▶ _Task instructions_: Going through the entries, how many lines include the string "derive"? Answer only with the number.

▶ _Data for this exercise_:
::::

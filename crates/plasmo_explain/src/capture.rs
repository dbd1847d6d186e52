//! Feature map and gradient capture.

use burn::prelude::*;
use burn::tensor::backend::AutodiffBackend;
use plasmo_core::tensor_to_vec;
use plasmo_models::{Activations, ExplainableClassifier, ModelError, NodePath};

use crate::error::{ExplainError, Result};

/// Feature map at a target node together with the final scores it produced.
///
/// The feature map is a gradient-tracked leaf, so gradients of any score
/// can be taken with respect to it.
#[derive(Debug, Clone)]
pub struct FeatureCapture<B: AutodiffBackend> {
    feature: Tensor<B, 4>,
    logits: Tensor<B, 2>,
}

impl<B: AutodiffBackend> FeatureCapture<B> {
    /// Run `input` through `classifier`, splitting at the node at `path`.
    ///
    /// # Errors
    ///
    /// Returns [`ModelError::NotSpatial`] if the node's output is not a
    /// spatial map, or any forward error.
    pub fn run(
        classifier: &ExplainableClassifier<B>,
        path: &NodePath,
        layer: &str,
        input: Tensor<B, 4>,
    ) -> Result<Self> {
        let feature = match classifier.forward_to(path, input)? {
            Activations::Spatial(t) => t.detach().require_grad(),
            Activations::Flat(_) => return Err(ModelError::NotSpatial(layer.to_string()).into()),
        };
        let logits = classifier.forward_from(path, Activations::Spatial(feature.clone()))?;
        Ok(Self { feature, logits })
    }

    /// Captured feature map `(N, C, H, W)`.
    pub fn feature(&self) -> &Tensor<B, 4> {
        &self.feature
    }

    /// Final scores `(N, K)`.
    pub fn logits(&self) -> &Tensor<B, 2> {
        &self.logits
    }

    /// Number of output units.
    pub fn n_outputs(&self) -> usize {
        self.logits.dims()[1]
    }

    /// Captured feature map, detached from the autodiff graph.
    pub fn activations(&self) -> Tensor<B::InnerBackend, 4> {
        self.feature.clone().inner()
    }

    /// Scores of batch element 0.
    pub fn first_scores(&self) -> Result<Vec<f32>> {
        Ok(tensor_to_vec(self.logits.clone().narrow(0, 0, 1))?)
    }

    /// Back-propagate score `channel` of batch element 0.
    ///
    /// Returns the feature map and its gradient, both detached from the
    /// autodiff graph.
    ///
    /// # Errors
    ///
    /// Returns [`ExplainError::GradientComputationFailed`] if no gradient
    /// reaches the feature map or it contains non-finite values.
    pub fn gradient(
        self,
        channel: usize,
    ) -> Result<(Tensor<B::InnerBackend, 4>, Tensor<B::InnerBackend, 4>)> {
        let n_outputs = self.n_outputs();
        if channel >= n_outputs {
            return Err(ExplainError::InvalidChannel { channel, n_outputs });
        }

        let target = self.logits.slice([0..1, channel..channel + 1]).sum();
        let grads = target.backward();
        let gradient = self.feature.grad(&grads).ok_or_else(|| {
            ExplainError::GradientComputationFailed(
                "no gradient reached the feature map".to_string(),
            )
        })?;

        if tensor_to_vec(gradient.clone())?.iter().any(|g| !g.is_finite()) {
            return Err(ExplainError::GradientComputationFailed(
                "gradient contains non-finite values".to_string(),
            ));
        }
        Ok((self.feature.inner(), gradient))
    }
}

#[cfg(test)]
mod tests {
    use super::*;
    use plasmo_core::backend::{Autodiff, NdArray};
    use plasmo_models::layers::{DenseLayer, GlobalAvgPoolLayer, OutputActivation, ScaleLayer};
    use plasmo_models::{Classifier, Graph};

    type TestBackend = Autodiff<NdArray>;

    fn explainable(n_outputs: usize) -> ExplainableClassifier<TestBackend> {
        let device = Default::default();
        let graph = Graph::new("model")
            .with_layer("features", ScaleLayer::new(2.0))
            .with_layer("gap", GlobalAvgPoolLayer::new())
            .with_layer("dense", DenseLayer::new(3, n_outputs, OutputActivation::Sigmoid, &device));
        Classifier::new(graph, "test").unwrap().explanation_ready()
    }

    #[test]
    fn test_capture_shapes() {
        let classifier = explainable(2);
        let path = classifier.locate("features").unwrap().path;
        let input = Tensor::ones([1, 3, 4, 4], &Default::default());

        let capture = FeatureCapture::run(&classifier, &path, "features", input).unwrap();
        assert_eq!(capture.feature().dims(), [1, 3, 4, 4]);
        assert_eq!(capture.n_outputs(), 2);
        assert_eq!(capture.first_scores().unwrap().len(), 2);
    }

    #[test]
    fn test_gradient_shape_matches_feature() {
        let classifier = explainable(1);
        let path = classifier.locate("features").unwrap().path;
        let input = Tensor::ones([1, 3, 4, 4], &Default::default());

        let capture = FeatureCapture::run(&classifier, &path, "features", input).unwrap();
        let (feature, gradient) = capture.gradient(0).unwrap();
        assert_eq!(feature.dims(), gradient.dims());
    }

    #[test]
    fn test_activations_without_backward() {
        let classifier = explainable(1);
        let path = classifier.locate("features").unwrap().path;
        let input = Tensor::ones([1, 3, 4, 4], &Default::default());

        let capture = FeatureCapture::run(&classifier, &path, "features", input).unwrap();
        let activations = capture.activations();
        assert_eq!(activations.dims(), [1, 3, 4, 4]);
        assert!(tensor_to_vec(activations).unwrap().iter().all(|v| (v - 2.0).abs() < 1e-6));
    }

    #[test]
    fn test_flat_target_is_rejected() {
        let classifier = explainable(1);
        let path = classifier.locate("gap").unwrap().path;
        let input = Tensor::ones([1, 3, 4, 4], &Default::default());

        let err = FeatureCapture::run(&classifier, &path, "gap", input).unwrap_err();
        assert!(matches!(err, ExplainError::Model(ModelError::NotSpatial(_))));
    }

    #[test]
    fn test_channel_out_of_range() {
        let classifier = explainable(2);
        let path = classifier.locate("features").unwrap().path;
        let input = Tensor::ones([1, 3, 4, 4], &Default::default());

        let capture = FeatureCapture::run(&classifier, &path, "features", input).unwrap();
        assert!(matches!(
            capture.gradient(2),
            Err(ExplainError::InvalidChannel { channel: 2, n_outputs: 2 })
        ));
    }
}
//! Error types for explanations.

use thiserror::Error;

/// Result type alias for explanation operations.
pub type Result<T> = std::result::Result<T, ExplainError>;

/// Errors raised while computing or rendering an importance map.
#[derive(Error, Debug)]
pub enum ExplainError {
    /// The requested output channel does not exist.
    #[error("Invalid output channel {channel}: classifier has {n_outputs} outputs")]
    InvalidChannel {
        /// Requested channel.
        channel: usize,
        /// Number of classifier outputs.
        n_outputs: usize,
    },

    /// The gradient was missing or numerically degenerate.
    #[error("Gradient computation failed: {0}")]
    GradientComputationFailed(String),

    /// Invalid overlay parameters.
    #[error("Invalid overlay configuration: {0}")]
    InvalidConfig(String),

    /// Graph lookup or forward error.
    #[error("Model error: {0}")]
    Model(#[from] plasmo_models::ModelError),

    /// Tensor conversion or image encoding error.
    #[error("Core error: {0}")]
    Core(#[from] plasmo_core::CoreError),
}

::::

▶ _Expected output_: 2